На это я лишь небрежно кивнула, ни капельки не скромничая: ну да, так оно и есть, само собой разумеется, что стало сигналом для нового приступа смеха, захватившего нас троих.
– А как тебя зовут?
– Аполония Халупец. Но все меня зовут просто Пола. А вас как?
– Меня – Ян Кощиньский, а это моя жена Хелена. – Голос у него был тонкий, высокий, почти женский.

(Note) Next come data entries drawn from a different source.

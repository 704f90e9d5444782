//! The grammar graph: a typed, directed representation of a context-free
//! grammar with precomputed size metrics.
//!
//! The graph is built once per grammar by the [compiler](crate::compiler),
//! analyzed, and immutable afterwards. The generation runtime walks it to
//! produce derivation trees, the parser adapter walks it to reconstruct
//! decision structure, and the mutation engine consults its size tables to
//! keep mutated trees within budget.

mod analysis;

use indexmap::IndexMap;
use serde::{Deserialize, Serialize};

pub use analysis::AnalysisReport;

use crate::tree::RuleSize;

/// Index of a vertex within its [`GrammarGraph`].
#[derive(Debug, Clone, Copy, PartialEq, Eq, Hash, Serialize, Deserialize)]
pub struct VertexId(usize);

impl VertexId {
    pub(crate) const fn index(self) -> usize {
        self.0
    }
}

/// Structured identity of a rule vertex.
///
/// Plain rules are identified by their grammar name. Labeled alternatives
/// get a rule of their own identified by `(rule, label)`; when the same
/// label recurs within one alternation, an `ordinal` distinguishes the
/// otherwise identical identities.
#[derive(Debug, Clone, PartialEq, Eq, Hash, Serialize, Deserialize)]
pub struct RuleId {
    pub name: String,
    pub label: Option<String>,
    pub ordinal: Option<usize>,
}

impl RuleId {
    pub fn plain(name: impl Into<String>) -> Self {
        Self {
            name: name.into(),
            label: None,
            ordinal: None,
        }
    }

    pub fn labeled(name: impl Into<String>, label: impl Into<String>) -> Self {
        Self {
            name: name.into(),
            label: Some(label.into()),
            ordinal: None,
        }
    }

    pub fn with_ordinal(name: impl Into<String>, label: impl Into<String>, ordinal: usize) -> Self {
        Self {
            name: name.into(),
            label: Some(label.into()),
            ordinal: Some(ordinal),
        }
    }

    /// The name rule nodes carry in derivation trees: the rule name, with
    /// the label appended if there is one. Ordinals do not show up here.
    pub fn display_name(&self) -> String {
        match &self.label {
            Some(label) => format!("{}_{}", self.name, label),
            None => self.name.clone(),
        }
    }
}

/// A typed argument of a rule invocation or declaration, parsed from a
/// `(k=v, …)` action block.
#[derive(Debug, Clone, Default, PartialEq, Eq, Serialize, Deserialize)]
pub struct CallArg {
    pub ty: Option<String>,
    pub name: Option<String>,
    pub value: Option<String>,
}

/// An ordered edge of the graph. `reserve` is the summed minimum token
/// count of the edges following this one in the source vertex: the token
/// budget owed to the right siblings while the edge is being descended.
#[derive(Debug, Clone, Serialize, Deserialize)]
pub struct Edge {
    pub dst: VertexId,
    pub args: Option<Vec<CallArg>>,
    pub reserve: usize,
}

/// Payload common to lexer and parser rule vertices.
#[derive(Debug, Clone, Serialize, Deserialize)]
pub struct RuleVertex {
    pub id: RuleId,
    /// Minimum size of a derivation closing at this rule; computed by the
    /// fixpoint analysis.
    pub min_size: RuleSize,
    /// Synthetic rule standing in for a recurring labeled alternative.
    pub trampoline: bool,
    /// Labeled elements of the rule body (`label=element`); the flag marks
    /// list labels (`label+=element`).
    pub labels: IndexMap<String, bool>,
    pub args: Vec<CallArg>,
    pub locals: Vec<CallArg>,
    pub returns: Vec<CallArg>,
    pub init: String,
    pub after: String,
    /// For lexer rules: ranges the first character of the token may come
    /// from, used to resolve token references inside negated sets.
    pub start_ranges: Vec<(u32, u32)>,
}

impl RuleVertex {
    pub fn new(id: RuleId) -> Self {
        Self {
            id,
            min_size: RuleSize::MAX,
            trampoline: false,
            labels: IndexMap::new(),
            args: Vec::new(),
            locals: Vec::new(),
            returns: Vec::new(),
            init: String::new(),
            after: String::new(),
            start_ranges: Vec::new(),
        }
    }
}

/// Weights of an alternation's alternatives: either constant numeric
/// weights (an index into [`GrammarGraph::alt_conds`]) or raw semantic
/// predicate strings evaluated by a host-supplied callback at generation
/// time.
#[derive(Debug, Clone, Serialize, Deserialize)]
pub enum Conditions {
    Weights(usize),
    Predicates(Vec<String>),
}

#[derive(Debug, Clone, Serialize, Deserialize)]
pub struct AlternationVertex {
    /// Display name of the containing rule.
    pub rule: String,
    /// Index of the alternation within the containing rule.
    pub idx: usize,
    pub conditions: Conditions,
    /// Index into [`GrammarGraph::alt_sizes`].
    pub min_sizes: usize,
}

#[derive(Debug, Clone, Serialize, Deserialize)]
pub struct AlternativeVertex {
    pub rule: String,
    pub alt_idx: usize,
    pub idx: usize,
}

#[derive(Debug, Clone, Serialize, Deserialize)]
pub struct QuantifierVertex {
    pub rule: String,
    /// Index of the quantifier within the containing rule.
    pub idx: usize,
    pub start: usize,
    /// `None` is unbounded.
    pub stop: Option<usize>,
    /// Index into [`GrammarGraph::quant_sizes`].
    pub min_size: usize,
}

#[derive(Debug, Clone, Serialize, Deserialize)]
pub struct CharsetVertex {
    pub rule: String,
    /// Index of the charset within the containing rule.
    pub idx: usize,
    /// Index into [`GrammarGraph::charsets`].
    pub charset: usize,
}

/// A vertex of the grammar graph.
#[derive(Debug, Clone, Serialize, Deserialize)]
pub enum Vertex {
    UnlexerRule(RuleVertex),
    UnparserRule(RuleVertex),
    /// A token declared in the `tokens {}` section without a rule body.
    ImagRule { name: String },
    Literal { src: String },
    Charset(CharsetVertex),
    /// The empty derivation.
    Lambda,
    Alternation(AlternationVertex),
    Alternative(AlternativeVertex),
    Quantifier(QuantifierVertex),
    /// An inline action block; carried through for emitted generators,
    /// inert during interpretation.
    Action { code: String },
    /// A labeled element binding (`label=…` or `label+=…`).
    Variable { name: String, is_list: bool },
}

impl Vertex {
    pub fn as_rule(&self) -> Option<&RuleVertex> {
        match self {
            Vertex::UnlexerRule(rule) | Vertex::UnparserRule(rule) => Some(rule),
            _ => None,
        }
    }

    pub fn as_rule_mut(&mut self) -> Option<&mut RuleVertex> {
        match self {
            Vertex::UnlexerRule(rule) | Vertex::UnparserRule(rule) => Some(rule),
            _ => None,
        }
    }

    pub fn is_lexer_rule(&self) -> bool {
        matches!(self, Vertex::UnlexerRule(_))
    }
}

/// A deduplicated set of Unicode scalar values, stored as sorted,
/// collapsed, half-open codepoint ranges. Surrogates are excluded at
/// construction, so every contained codepoint is a valid `char`.
#[derive(Debug, Clone, PartialEq, Eq, Serialize, Deserialize)]
pub struct Charset {
    ranges: Vec<(u32, u32)>,
    len: usize,
}

impl Charset {
    pub fn new(ranges: impl IntoIterator<Item = (u32, u32)>) -> Self {
        let mut ranges: Vec<(u32, u32)> = ranges
            .into_iter()
            .flat_map(|(start, end)| {
                // Split around the surrogate gap and clamp to the scalar
                // value range.
                let end = end.min(0x0011_0000);
                [
                    (start.min(0xD800), end.min(0xD800)),
                    (start.max(0xE000), end.max(0xE000)),
                ]
            })
            .filter(|&(start, end)| start < end)
            .collect();
        ranges.sort_unstable();
        let mut collapsed: Vec<(u32, u32)> = Vec::with_capacity(ranges.len());
        for (start, end) in ranges {
            match collapsed.last_mut() {
                Some(last) if start <= last.1 => last.1 = last.1.max(end),
                _ => collapsed.push((start, end)),
            }
        }
        let len = collapsed.iter().map(|&(s, e)| (e - s) as usize).sum();
        Self {
            ranges: collapsed,
            len,
        }
    }

    /// Number of scalar values in the set.
    pub fn len(&self) -> usize {
        self.len
    }

    pub fn is_empty(&self) -> bool {
        self.len == 0
    }

    /// The `i`-th scalar value in codepoint order.
    pub fn nth(&self, mut i: usize) -> Option<char> {
        for &(start, end) in &self.ranges {
            let span = (end - start) as usize;
            if i < span {
                return char::from_u32(start + i as u32);
            }
            i -= span;
        }
        None
    }

    pub fn iter(&self) -> impl Iterator<Item = char> + '_ {
        self.ranges
            .iter()
            .flat_map(|&(start, end)| (start..end).filter_map(char::from_u32))
    }

    pub fn ranges(&self) -> &[(u32, u32)] {
        &self.ranges
    }
}

/// Appends `element` to `container` unless an equal element is already
/// present; returns the element's index either way.
pub(crate) fn append_unique<T: PartialEq>(container: &mut Vec<T>, element: T) -> usize {
    match container.iter().position(|existing| *existing == element) {
        Some(idx) => idx,
        None => {
            container.push(element);
            container.len() - 1
        }
    }
}

#[derive(Debug, Clone, Serialize, Deserialize)]
struct VertexData {
    vertex: Vertex,
    out_edges: Vec<Edge>,
}

/// The grammar as a directed graph of typed vertices with shared tables
/// for charsets, numeric alternation weights, and minimum sizes.
#[derive(Debug, Clone, Serialize, Deserialize)]
pub struct GrammarGraph {
    pub name: String,
    vertices: Vec<VertexData>,
    #[serde(with = "indexmap::map::serde_seq")]
    rules: IndexMap<RuleId, VertexId>,
    pub options: IndexMap<String, String>,
    pub charsets: Vec<Charset>,
    /// Constant numeric weight vectors shared between alternations.
    pub alt_conds: Vec<Vec<f64>>,
    /// Per-alternative minimum sizes, indexed by `AlternationVertex::min_sizes`.
    pub alt_sizes: Vec<Vec<RuleSize>>,
    /// Quantifier body minimum sizes, indexed by `QuantifierVertex::min_size`.
    pub quant_sizes: Vec<RuleSize>,
    /// Display names of rules whose derivations are entirely textual.
    pub immutables: Vec<String>,
    pub header: String,
    pub members: String,
    pub default_rule: String,
}

impl GrammarGraph {
    pub fn new() -> Self {
        Self {
            name: String::new(),
            vertices: Vec::new(),
            rules: IndexMap::new(),
            options: IndexMap::new(),
            charsets: Vec::new(),
            alt_conds: Vec::new(),
            alt_sizes: Vec::new(),
            quant_sizes: Vec::new(),
            immutables: Vec::new(),
            header: String::new(),
            members: String::new(),
            default_rule: String::new(),
        }
    }

    /// How the `.` wildcard is resolved; one of `any_ascii_letter`,
    /// `any_ascii_char`, `any_unicode_char`.
    pub fn dot(&self) -> &str {
        self.options.get("dot").map_or("any_ascii_char", String::as_str)
    }

    pub fn add_vertex(&mut self, vertex: Vertex) -> VertexId {
        let id = VertexId(self.vertices.len());
        if let Some(rule) = vertex.as_rule() {
            self.rules.insert(rule.id.clone(), id);
        } else if let Vertex::ImagRule { name } = &vertex {
            self.rules.insert(RuleId::plain(name.clone()), id);
        }
        self.vertices.push(VertexData {
            vertex,
            out_edges: Vec::new(),
        });
        id
    }

    pub fn add_edge(&mut self, from: VertexId, to: VertexId, args: Option<Vec<CallArg>>) {
        self.vertices[from.0].out_edges.push(Edge {
            dst: to,
            args,
            reserve: 0,
        });
    }

    pub fn vertex(&self, id: VertexId) -> &Vertex {
        &self.vertices[id.0].vertex
    }

    pub fn vertex_mut(&mut self, id: VertexId) -> &mut Vertex {
        &mut self.vertices[id.0].vertex
    }

    pub fn edges(&self, id: VertexId) -> &[Edge] {
        &self.vertices[id.0].out_edges
    }

    pub fn vertex_count(&self) -> usize {
        self.vertices.len()
    }

    pub fn vertex_ids(&self) -> impl Iterator<Item = VertexId> + use<> {
        (0..self.vertices.len()).map(VertexId)
    }

    /// Looks up a rule (or imaginary token) vertex by structured identity.
    pub fn rule(&self, id: &RuleId) -> Option<VertexId> {
        self.rules.get(id).copied()
    }

    /// Looks up a rule vertex by plain grammar name.
    pub fn rule_by_name(&self, name: &str) -> Option<VertexId> {
        self.rules.get(&RuleId::plain(name)).copied()
    }

    /// Looks up a rule vertex by the name its tree nodes carry
    /// (`rule` or `rule_Label`).
    pub fn rule_by_display_name(&self, name: &str) -> Option<VertexId> {
        self.rules
            .iter()
            .find(|(id, _)| id.ordinal.is_none() && id.display_name() == name)
            .map(|(_, &id)| id)
    }

    /// All rule vertices, in insertion order.
    pub fn rule_vertices(&self) -> impl Iterator<Item = (VertexId, &RuleVertex)> {
        self.rules.values().filter_map(|&id| {
            self.vertices[id.0].vertex.as_rule().map(|rule| (id, rule))
        })
    }

    /// Minimum size needed to close a derivation of the named rule.
    pub fn min_size_of(&self, display_name: &str) -> RuleSize {
        self.rule_by_display_name(display_name)
            .and_then(|id| self.vertex(id).as_rule())
            .map_or(RuleSize::ZERO, |rule| rule.min_size)
    }

    pub fn is_immutable(&self, display_name: &str) -> bool {
        self.immutables.iter().any(|name| name == display_name)
    }
}

impl Default for GrammarGraph {
    fn default() -> Self {
        Self::new()
    }
}

#[cfg(test)]
mod tests {
    use super::*;

    #[test]
    fn charset_collapses_and_sorts() {
        let charset = Charset::new([(97, 100), (99, 105), (65, 66)]);
        assert_eq!(charset.ranges(), [(65, 66), (97, 105)]);
        assert_eq!(charset.len(), 9);
        assert_eq!(charset.nth(0), Some('A'));
        assert_eq!(charset.nth(1), Some('a'));
        assert_eq!(charset.nth(8), Some('h'));
        assert_eq!(charset.nth(9), None);
    }

    #[test]
    fn charset_excludes_surrogates() {
        let charset = Charset::new([(0xD7FF, 0xE001)]);
        assert_eq!(charset.ranges(), [(0xD7FF, 0xD800), (0xE000, 0xE001)]);
        assert_eq!(charset.len(), 2);
        assert!(charset.iter().all(|c| c as u32 != 0xD800));
    }

    #[test]
    fn append_unique_deduplicates() {
        let mut table = vec![];
        assert_eq!(append_unique(&mut table, vec![1, 2]), 0);
        assert_eq!(append_unique(&mut table, vec![3]), 1);
        assert_eq!(append_unique(&mut table, vec![1, 2]), 0);
        assert_eq!(table.len(), 2);
    }

    #[test]
    fn display_names() {
        assert_eq!(RuleId::plain("expr").display_name(), "expr");
        assert_eq!(RuleId::labeled("expr", "Add").display_name(), "expr_Add");
        assert_eq!(
            RuleId::with_ordinal("expr", "Add", 1).display_name(),
            "expr_Add"
        );
    }
}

Я повернулась к молодой женщине, у нее на голове высилась целая гора ярко-рыжих волос, а в ушах горели золотые кольца сережек. От этого казалось, что по всему ее веселому ангельскому личику танцевали тысячи маленьких отблесков.
– Ты очень грациозно двигаешься, – продолжил он. – Ты хотела бы танцевать?
Я лишь засмеялась в ответ. Что за странный вопрос? Любой девочке нравится танцевать.
– Ты не хочешь поступить в Императорскую балетную школу? – спросил он.
Я было помотала отрицательно головой, но тут мне на ум пришла одна мысль.
– А мне в таком случае нужно будет ходить в обычную школу? – спросила я.
– Нет, не нужно. Если только твоя мама не договорится, чтобы ты ходила на занятия в школу в те часы, когда не занимаешься балетом. Ты не против?
– Нет-нет, что вы! Вовсе нет! Хорошо бы. Очень хорошо!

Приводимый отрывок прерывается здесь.